Il y a un peu plus de deux ans, près de 6000 emplois ont été supprimés à Cologne, et il y a quelques mois à peine, en juin 2022, l’entreprise a décidé de fermer son usine de production à Sarrelouis, supprimant 4600 emplois.

Production de la Ford Fiesta à Cologne [Photo by GillyBerlin / flickr / CC BY 2.0]

Cette fois, c’est le centre de développement John Andrews à Cologne Merkenich qui sera le plus touché. Gruschka a expliqué que 65 pour cent du développement de la recherche en Europe devait être éliminé. Sur les 3800 emplois à Merkenich, jusqu’à 2500 doivent disparaître. Alors que les voitures particulières européennes y sont conçues et développées, le centre de développement de Dunton, au Royaume-Uni, est responsable des véhicules utilitaires légers.
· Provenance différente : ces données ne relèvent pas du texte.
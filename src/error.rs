use std::path::PathBuf;

use thiserror::Error;

pub type Result<T, E = PipelineError> = std::result::Result<T, E>;

/// Errors raised by the batch pipeline and the artifact layer.
#[derive(Debug, Error)]
pub enum PipelineError {
    #[error("file not found: {}", .0.display())]
    MissingFile(PathBuf),

    #[error("required column '{column}' not found in {}", path.display())]
    MissingColumn { column: String, path: PathBuf },

    #[error("schema error: {0}")]
    Schema(String),

    #[error("unknown category '{value}' for column '{column}'")]
    UnknownCategory { column: String, value: String },

    #[error("incompatible artifact {}: {reason}", path.display())]
    IncompatibleArtifact { path: PathBuf, reason: String },

    #[error("model error: {0}")]
    Model(String),

    #[error("insufficient data: need at least {required} rows, got {actual}")]
    InsufficientData { required: usize, actual: usize },

    #[error("invalid configuration: {0}")]
    InvalidConfig(String),

    #[error("tracking error: {0}")]
    Tracking(String),

    #[error("I/O error on {}: {source}", path.display())]
    Io {
        path: PathBuf,
        #[source]
        source: std::io::Error,
    },

    #[error("CSV error: {0}")]
    Csv(#[from] csv::Error),

    #[error("serialization error: {0}")]
    Serialization(#[from] bincode::Error),
}

impl PipelineError {
    pub fn io(path: impl Into<PathBuf>, source: std::io::Error) -> Self {
        PipelineError::Io {
            path: path.into(),
            source,
        }
    }

    pub fn model(err: impl std::fmt::Debug) -> Self {
        PipelineError::Model(format!("{:?}", err))
    }
}

#[cfg(test)]
mod tests {
    use super::*;

    #[test]
    fn test_missing_column_names_the_column() {
        let err = PipelineError::MissingColumn {
            column: "total load actual".to_string(),
            path: PathBuf::from("data/processed/final_energy_data.csv"),
        };
        let msg = err.to_string();
        assert!(msg.contains("'total load actual'"));
        assert!(msg.contains("final_energy_data.csv"));
    }

    #[test]
    fn test_model_error_from_debug() {
        let err = PipelineError::model("tree fit failed");
        assert_eq!(err.to_string(), "model error: \"tree fit failed\"");
    }
}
Merkenich est le berceau de modèles classiques tels que Taurus, Sierra, Scorpio, Mondeo, Fiesta et Focus. Désormais, la production des deux dernières d’entre elles touche à sa fin, la Fiesta à Cologne à l’été 2023, et la Focus à Sarrelouis en 2025. Ford prévoit de développer des modèles électriques exclusivement aux États-Unis.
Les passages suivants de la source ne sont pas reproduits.